Records supplied ::

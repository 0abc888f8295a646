//! Browser sign-in through a loopback redirect.
//!
//! The flow listens on `127.0.0.1`, sends the user to the authorize page and
//! waits for the redirect carrying the code. Requests that do not carry the
//! expected `state` are answered and ignored, so an abandoned browser tab
//! leaves the future pending.

use crate::client::GitHubApi;
use crate::error::{ApiError, ApiResult};
use async_trait::async_trait;
use hubauth_signin::endpoint::html_root;
use hubauth_signin::{Account, BrowserAuthenticator, ServiceError};
use rand::distributions::Alphanumeric;
use rand::Rng;
use tokio::io::{AsyncBufReadExt, AsyncWriteExt, BufReader};
use tokio::net::{TcpListener, TcpStream};
use tracing::{debug, info, warn};
use url::Url;

const CALLBACK_PATH: &str = "/oauth/callback";

const SIGNED_IN_PAGE: &str =
    "<html><body><h1>Signed in</h1><p>You can close this window and return to the terminal.</p></body></html>";
const DENIED_PAGE: &str =
    "<html><body><h1>Sign-in cancelled</h1><p>You can close this window.</p></body></html>";

#[derive(Debug, Clone, PartialEq, Eq)]
enum Callback {
    Code(String),
    Denied(String),
    Ignored,
}

#[derive(Clone)]
pub struct BrowserFlow {
    api: GitHubApi,
    redirect_port: u16,
}

impl BrowserFlow {
    /// `redirect_port` 0 picks a free port.
    pub fn new(api: GitHubApi, redirect_port: u16) -> Self {
        Self { api, redirect_port }
    }

    pub fn authorize_url(&self, endpoint: &str, redirect_uri: &str, state: &str) -> ApiResult<Url> {
        let app = self.api.app();
        let scope = app.scopes.join(" ");
        Url::parse_with_params(
            &format!("{}/login/oauth/authorize", html_root(endpoint)),
            &[
                ("client_id", app.client_id.as_str()),
                ("scope", scope.as_str()),
                ("state", state),
                ("redirect_uri", redirect_uri),
            ],
        )
        .map_err(|e| ApiError::Api(format!("Invalid authorize URL: {e}")))
    }

    async fn sign_in(&self, endpoint: &str) -> ApiResult<Account> {
        let listener = TcpListener::bind(("127.0.0.1", self.redirect_port)).await?;
        let port = listener.local_addr()?.port();
        let redirect_uri = format!("http://127.0.0.1:{port}{CALLBACK_PATH}");
        let state = random_state();

        let url = self.authorize_url(endpoint, &redirect_uri, &state)?;
        info!(port, "Waiting for browser sign-in");
        if let Err(e) = open::that(url.as_str()) {
            warn!("Could not open a browser ({e}); visit {url} to continue");
        }

        let code = wait_for_code(&listener, &state).await?;
        debug!("OAuth callback received, exchanging code");
        let token = self.api.exchange_code(endpoint, &code, &redirect_uri).await?;
        self.api.get_user(endpoint, &token).await
    }
}

#[async_trait]
impl BrowserAuthenticator for BrowserFlow {
    async fn authenticate(&self, endpoint: &str) -> Result<Account, ServiceError> {
        self.sign_in(endpoint).await.map_err(|e| match e {
            ApiError::Io(e) => ServiceError::Browser(format!("OAuth callback listener failed: {e}")),
            ApiError::Api(msg) => ServiceError::Browser(msg),
            other => ServiceError::from(other),
        })
    }
}

async fn wait_for_code(listener: &TcpListener, state: &str) -> ApiResult<String> {
    loop {
        let (stream, peer) = listener.accept().await?;
        match answer_callback(stream, state).await {
            Ok(Callback::Code(code)) => return Ok(code),
            Ok(Callback::Denied(reason)) => {
                return Err(ApiError::Api(format!("Authorization denied: {reason}")))
            }
            Ok(Callback::Ignored) => debug!(%peer, "Ignoring unrelated request on callback port"),
            Err(e) => debug!(%peer, "Callback connection failed: {e}"),
        }
    }
}

async fn answer_callback(mut stream: TcpStream, state: &str) -> std::io::Result<Callback> {
    let mut request_line = String::new();
    {
        let mut reader = BufReader::new(&mut stream);
        reader.read_line(&mut request_line).await?;
    }

    let callback = parse_callback(&request_line, state);
    let (status, body) = match &callback {
        Callback::Code(_) => ("200 OK", SIGNED_IN_PAGE),
        Callback::Denied(_) => ("200 OK", DENIED_PAGE),
        Callback::Ignored => ("404 Not Found", "Not found"),
    };
    let response = format!(
        "HTTP/1.1 {status}\r\nContent-Type: text/html; charset=utf-8\r\nContent-Length: {}\r\nConnection: close\r\n\r\n{body}",
        body.len()
    );
    stream.write_all(response.as_bytes()).await?;
    let _ = stream.shutdown().await;
    Ok(callback)
}

/// Reads `GET /oauth/callback?code=..&state=.. HTTP/1.1`.
fn parse_callback(request_line: &str, expected_state: &str) -> Callback {
    let mut parts = request_line.split_whitespace();
    let (Some("GET"), Some(target)) = (parts.next(), parts.next()) else {
        return Callback::Ignored;
    };
    let Ok(url) = Url::parse(&format!("http://127.0.0.1{target}")) else {
        return Callback::Ignored;
    };
    if url.path() != CALLBACK_PATH {
        return Callback::Ignored;
    }

    let mut code = None;
    let mut state = None;
    let mut error = None;
    for (key, value) in url.query_pairs() {
        match key.as_ref() {
            "code" => code = Some(value.into_owned()),
            "state" => state = Some(value.into_owned()),
            "error" => error = Some(value.into_owned()),
            _ => {}
        }
    }

    if state.as_deref() != Some(expected_state) {
        return Callback::Ignored;
    }
    match (code, error) {
        (_, Some(error)) => Callback::Denied(error),
        (Some(code), None) if !code.is_empty() => Callback::Code(code),
        _ => Callback::Ignored,
    }
}

fn random_state() -> String {
    rand::thread_rng()
        .sample_iter(&Alphanumeric)
        .take(32)
        .map(char::from)
        .collect()
}
//! iam-init — a minimal PID 1 for containers that need IAM credentials.
//!
//! Waits for the instance-metadata service to serve credentials, then runs a
//! single command in its own process group. While it runs, every received
//! signal except SIGCHLD is relayed to that group and orphaned processes are
//! reaped in the background.
//!
//! Lifecycle:
//! 1. Start the zombie reaper
//! 2. Poll the metadata service until it answers 200 (bounded retries)
//! 3. Launch the command and relay signals until it exits
//! 4. Cancel and join the reaper, exit with the mapped code

pub mod command;
pub mod config;
pub mod credentials;
pub mod error;
pub mod lifecycle;
pub mod reaper;
pub mod signals;
pub mod supervisor;
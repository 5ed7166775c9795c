//! Top-level sequencing: reaper up, credential gate, supervised command,
//! reaper down.
//!
//! The reaper is always cancelled and joined before a code is returned, on
//! every path, so the caller can `exit` as soon as `run` comes back.

use tokio::task::JoinHandle;
use tokio_util::sync::CancellationToken;
use tracing::{error, info, warn};

use crate::config::{ExitCodeMode, InitConfig};
use crate::credentials::{self, CredentialSource, MetadataClient};
use crate::reaper::{ProtectedPid, ZombieReaper};
use crate::supervisor::{self, ExitOutcome};

pub const EXIT_SUCCESS: i32 = 0;
pub const EXIT_FAILURE: i32 = 1;

/// Run the full lifecycle against the HTTP metadata service in `config`.
/// Returns the exit code for this process.
pub async fn run(config: InitConfig) -> i32 {
    let shutdown = CancellationToken::new();
    let protected = ProtectedPid::default();
    let reaper = spawn_reaper(&config, &shutdown, &protected);

    let exit_code = match MetadataClient::new(&config.credentials) {
        Ok(source) => gate_and_supervise(&config, &source, &protected).await,
        Err(e) => {
            error!(error = %e, "metadata client setup failed");
            EXIT_FAILURE
        }
    };

    stop_reaper(shutdown, reaper).await;
    exit_code
}

/// Same as [`run`] with a caller-supplied credential source.
pub async fn run_with(config: InitConfig, source: &dyn CredentialSource) -> i32 {
    let shutdown = CancellationToken::new();
    let protected = ProtectedPid::default();
    let reaper = spawn_reaper(&config, &shutdown, &protected);

    let exit_code = gate_and_supervise(&config, source, &protected).await;

    stop_reaper(shutdown, reaper).await;
    exit_code
}

fn spawn_reaper(
    config: &InitConfig,
    shutdown: &CancellationToken,
    protected: &ProtectedPid,
) -> JoinHandle<usize> {
    let reaper = ZombieReaper::new(config.reap_interval, protected.clone());
    tokio::spawn({
        let shutdown = shutdown.clone();
        async move { reaper.run(shutdown).await }
    })
}

async fn stop_reaper(shutdown: CancellationToken, reaper: JoinHandle<usize>) {
    shutdown.cancel();
    match reaper.await {
        Ok(reaped) => info!(reaped, "zombie reaper stopped"),
        Err(e) => warn!(error = %e, "zombie reaper task failed"),
    }
}

async fn gate_and_supervise(
    config: &InitConfig,
    source: &dyn CredentialSource,
    protected: &ProtectedPid,
) -> i32 {
    if let Err(e) = credentials::await_credentials(source, &config.credentials).await {
        error!(error = %e, "failed getting credentials, exiting");
        return EXIT_FAILURE;
    }

    info!(command = %config.command, "command launched");
    match supervisor::launch(&config.command, protected).await {
        Ok(outcome) => {
            let code = exit_code_for(&outcome, config.exit_code_mode);
            if outcome.success() {
                info!("command exited");
            } else {
                error!(status = %outcome.status(), exit_code = code, "command failed");
            }
            code
        }
        Err(e) => {
            error!(error = %e, "command failed");
            EXIT_FAILURE
        }
    }
}

/// Map the child's outcome to this process's exit code.
pub fn exit_code_for(outcome: &ExitOutcome, mode: ExitCodeMode) -> i32 {
    if outcome.success() {
        return EXIT_SUCCESS;
    }
    match mode {
        ExitCodeMode::Collapse => EXIT_FAILURE,
        ExitCodeMode::Propagate => outcome.code(),
    }
}
//! Credential gate: wait until the instance-metadata service hands out
//! IAM credentials before anything is launched.

use std::time::Duration;

use async_trait::async_trait;
use reqwest::{Client, StatusCode};
use tracing::{info, warn};

use crate::error::{InitError, InitResult, ProbeError};

pub const DEFAULT_CREDENTIALS_URL: &str =
    "http://169.254.169.254/latest/meta-data/iam/security-credentials";
pub const DEFAULT_MAX_ATTEMPTS: u32 = 20;
pub const DEFAULT_ATTEMPT_TIMEOUT: Duration = Duration::from_secs(2);
pub const DEFAULT_RETRY_DELAY: Duration = Duration::from_secs(1);

/// Retry budget for the credential gate.
#[derive(Debug, Clone, PartialEq, Eq)]
pub struct CredentialPolicy {
    pub url: String,
    pub max_attempts: u32,
    pub attempt_timeout: Duration,
    pub retry_delay: Duration,
}

impl Default for CredentialPolicy {
    fn default() -> Self {
        Self {
            url: DEFAULT_CREDENTIALS_URL.to_string(),
            max_attempts: DEFAULT_MAX_ATTEMPTS,
            attempt_timeout: DEFAULT_ATTEMPT_TIMEOUT,
            retry_delay: DEFAULT_RETRY_DELAY,
        }
    }
}

/// The gate passed. `attempts` counts the successful probe.
#[derive(Debug, Clone, Copy, PartialEq, Eq)]
pub struct Ready {
    pub attempts: u32,
}

/// Something that can be asked whether credentials are available yet.
#[async_trait]
pub trait CredentialSource: Send + Sync {
    async fn probe(&self) -> Result<(), ProbeError>;
}

/// Probes the instance-metadata credentials endpoint over HTTP.
pub struct MetadataClient {
    client: Client,
    url: String,
}

impl MetadataClient {
    pub fn new(policy: &CredentialPolicy) -> InitResult<Self> {
        let client = Client::builder()
            .timeout(policy.attempt_timeout)
            .build()
            .map_err(|e| InitError::HttpClient(e.to_string()))?;
        Ok(Self {
            client,
            url: policy.url.clone(),
        })
    }
}

#[async_trait]
impl CredentialSource for MetadataClient {
    async fn probe(&self) -> Result<(), ProbeError> {
        let resp = self
            .client
            .get(&self.url)
            .send()
            .await
            .map_err(|e| ProbeError::Transport(e.to_string()))?;
        match resp.status() {
            StatusCode::OK => Ok(()),
            status => Err(ProbeError::Status(status.as_u16())),
        }
    }
}

/// Probe `source` until it succeeds or `policy.max_attempts` probes have failed.
///
/// Every failed attempt is logged and followed by `policy.retry_delay`.
pub async fn await_credentials(
    source: &dyn CredentialSource,
    policy: &CredentialPolicy,
) -> InitResult<Ready> {
    let max_attempts = policy.max_attempts;
    for attempt in 1..=max_attempts {
        match source.probe().await {
            Ok(()) => {
                info!(attempt, "got successful response from iam instance profile, continuing");
                return Ok(Ready { attempts: attempt });
            }
            Err(e) => {
                warn!(
                    attempt,
                    max_attempts,
                    error = %e,
                    "failed to get credentials. attempt {attempt} of {max_attempts}"
                );
            }
        }
        tokio::time::sleep(policy.retry_delay).await;
    }

    Err(InitError::CredentialsExhausted {
        attempts: max_attempts,
    })
}

#[cfg(test)]
mod tests {
    use super::*;
    use httpmock::prelude::*;
    use std::sync::atomic::{AtomicU32, Ordering};

    /// Fails the first `failures` probes, then succeeds.
    struct FlakySource {
        failures: u32,
        calls: AtomicU32,
    }

    impl FlakySource {
        fn new(failures: u32) -> Self {
            Self {
                failures,
                calls: AtomicU32::new(0),
            }
        }

        fn calls(&self) -> u32 {
            self.calls.load(Ordering::SeqCst)
        }
    }

    #[async_trait]
    impl CredentialSource for FlakySource {
        async fn probe(&self) -> Result<(), ProbeError> {
            let n = self.calls.fetch_add(1, Ordering::SeqCst) + 1;
            if n <= self.failures {
                Err(ProbeError::Status(404))
            } else {
                Ok(())
            }
        }
    }

    fn policy_for(url: String) -> CredentialPolicy {
        CredentialPolicy {
            url,
            max_attempts: 3,
            attempt_timeout: Duration::from_millis(500),
            retry_delay: Duration::from_millis(10),
        }
    }

    #[tokio::test(start_paused = true)]
    async fn ready_on_first_success() {
        let source = FlakySource::new(0);
        let ready = await_credentials(&source, &CredentialPolicy::default())
            .await
            .unwrap();
        assert_eq!(ready.attempts, 1);
        assert_eq!(source.calls(), 1);
    }

    #[tokio::test(start_paused = true)]
    async fn ready_after_nineteen_failures() {
        let source = FlakySource::new(19);
        let ready = await_credentials(&source, &CredentialPolicy::default())
            .await
            .unwrap();
        assert_eq!(ready.attempts, 20);
        assert_eq!(source.calls(), 20);
    }

    #[tokio::test(start_paused = true)]
    async fn exhausted_after_max_attempts() {
        let source = FlakySource::new(u32::MAX);
        let result = await_credentials(&source, &CredentialPolicy::default()).await;
        assert!(matches!(
            result,
            Err(InitError::CredentialsExhausted { attempts: 20 })
        ));
        assert_eq!(source.calls(), 20);
    }

    #[tokio::test(start_paused = true)]
    async fn failed_attempts_wait_retry_delay() {
        let source = FlakySource::new(2);
        let start = tokio::time::Instant::now();
        await_credentials(&source, &CredentialPolicy::default())
            .await
            .unwrap();
        assert!(start.elapsed() >= 2 * DEFAULT_RETRY_DELAY);
        assert!(start.elapsed() < 3 * DEFAULT_RETRY_DELAY);
    }

    #[tokio::test]
    async fn metadata_client_accepts_200() {
        let server = MockServer::start_async().await;
        let mock = server
            .mock_async(|when, then| {
                when.method(GET)
                    .path("/latest/meta-data/iam/security-credentials");
                then.status(200).body("my-role");
            })
            .await;

        let client =
            MetadataClient::new(&policy_for(server.url("/latest/meta-data/iam/security-credentials")))
                .unwrap();
        assert!(client.probe().await.is_ok());
        mock.assert_calls_async(1).await;
    }

    #[tokio::test]
    async fn metadata_client_rejects_other_success_codes() {
        let server = MockServer::start_async().await;
        server
            .mock_async(|when, then| {
                when.method(GET).path("/creds");
                then.status(204);
            })
            .await;

        let client = MetadataClient::new(&policy_for(server.url("/creds"))).unwrap();
        assert!(matches!(client.probe().await, Err(ProbeError::Status(204))));
    }

    #[tokio::test]
    async fn gate_retries_against_failing_endpoint() {
        let server = MockServer::start_async().await;
        let mock = server
            .mock_async(|when, then| {
                when.method(GET).path("/creds");
                then.status(500);
            })
            .await;

        let policy = policy_for(server.url("/creds"));
        let client = MetadataClient::new(&policy).unwrap();
        let result = await_credentials(&client, &policy).await;

        assert!(matches!(
            result,
            Err(InitError::CredentialsExhausted { attempts: 3 })
        ));
        mock.assert_calls_async(3).await;
    }

    #[tokio::test]
    async fn metadata_client_reports_transport_errors() {
        // Nothing listens on port 1.
        let client = MetadataClient::new(&policy_for("http://127.0.0.1:1/creds".into())).unwrap();
        assert!(matches!(
            client.probe().await,
            Err(ProbeError::Transport(_))
        ));
    }
}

What is needed ::
From the top of the material above, please transcribe each line exactly. Include the line with "pub fn new(api: GitHubApi, redirect_port: u16)" and end there.

Problem solution ::
repository 0abc888f8295a646
//! Browser sign-in through a loopback redirect.
//!
//! The flow listens on `127.0.0.1`, sends the user to the authorize page and
//! waits for the redirect carrying the code. Requests that do not carry the
//! expected `state` are answered and ignored, so an abandoned browser tab
//! leaves the future pending.

use crate::client::GitHubApi;
use crate::error::{ApiError, ApiResult};
use async_trait::async_trait;
use hubauth_signin::endpoint::html_root;
use hubauth_signin::{Account, BrowserAuthenticator, ServiceError};
use rand::distributions::Alphanumeric;
use rand::Rng;
use tokio::io::{AsyncBufReadExt, AsyncWriteExt, BufReader};
use tokio::net::{TcpListener, TcpStream};
use tracing::{debug, info, warn};
use url::Url;

const CALLBACK_PATH: &str = "/oauth/callback";

const SIGNED_IN_PAGE: &str =
    "<html><body><h1>Signed in</h1><p>You can close this window and return to the terminal.</p></body></html>";
const DENIED_PAGE: &str =
    "<html><body><h1>Sign-in cancelled</h1><p>You can close this window.</p></body></html>";

#[derive(Debug, Clone, PartialEq, Eq)]
enum Callback {
    Code(String),
    Denied(String),
    Ignored,
}

#[derive(Clone)]
pub struct BrowserFlow {
    api: GitHubApi,
    redirect_port: u16,
}

impl BrowserFlow {
    /// `redirect_port` 0 picks a free port.
    pub fn new(api: GitHubApi, redirect_port: u16) -> Self {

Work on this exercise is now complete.